Let $f(x) = x^2 \sin (1/x^2),\,x\ne 0,$ and $ f(0)=0.$ Prove $f$ is differentiable on $\mathbb R$

Let $f(x) = x^2 \sin (1/x^2),\,x\ne 0,$ and $ f(0)=0.$ Prove $f$ is differentiable on $\mathbb R$

So $f'(x)=2x\sin 1/x^2 -\frac{2\cos 1/x^2}{x}$ when $x\ne 0$, but what about at $0$? My prof in the assignment solutions just says "$f'(0) = 0$." (though his solutions tend to be quite abbreviated). Am I missing something obvious? Is he skipping steps or can you go right from $f(0) = 0$ to $f'(0)=0$?


Solution 1:

Hint: We need to go back to the definition of the derivative.

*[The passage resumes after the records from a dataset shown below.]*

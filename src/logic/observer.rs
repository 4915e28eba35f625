use crate::models::bed::PlacedPlant;

/// Receives every plant added to a bed, once per plant, in placement order.
pub trait PlacementObserver {
    fn on_plant_placed(&mut self, placed: &PlacedPlant);
}

impl<F> PlacementObserver for F
where
    F: FnMut(&PlacedPlant),
{
    fn on_plant_placed(&mut self, placed: &PlacedPlant) {
        self(placed)
    }
}

/// Observer for callers that only want the resulting bed.
#[derive(Debug, Default, Clone, Copy)]
pub struct NoopObserver;

impl PlacementObserver for NoopObserver {
    fn on_plant_placed(&mut self, _placed: &PlacedPlant) {}
}
use std::env;

pub const DEFAULT_BIND_ADDR: &str = "0.0.0.0:8080";

/// Server settings, read from the environment (and `.env` when present).
#[derive(Debug, Clone, PartialEq, Eq)]
pub struct ServerConfig {
    /// `GARDEN_BIND_ADDR`
    pub bind_addr: String,
}

impl Default for ServerConfig {
    fn default() -> Self {
        Self {
            bind_addr: DEFAULT_BIND_ADDR.into(),
        }
    }
}

impl ServerConfig {
    pub fn from_env() -> Self {
        if let Err(e) = dotenvy::dotenv() {
            if !e.not_found() {
                log::warn!("Ignoring unreadable .env file: {e}");
            }
        }
        Self {
            bind_addr: env::var("GARDEN_BIND_ADDR")
                .ok()
                .filter(|v| !v.trim().is_empty())
                .unwrap_or_else(|| DEFAULT_BIND_ADDR.into()),
        }
    }
}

So we want to calculate $$\lim_{h\to 0}\frac{h^2\sin(1/h^2)-0}{h}.$$ There is some cancellation, and we need $$\lim_{h\to 0}h\sin(1/h^2).$$ Now use the fact that $|\sin t|\le 1$.

Remark: Examining the derivative when $x\ne 0$ will not do the job. It turns out that the derivative is not continuous at $0$, so its values near $0$ do not give information about its value at $0$.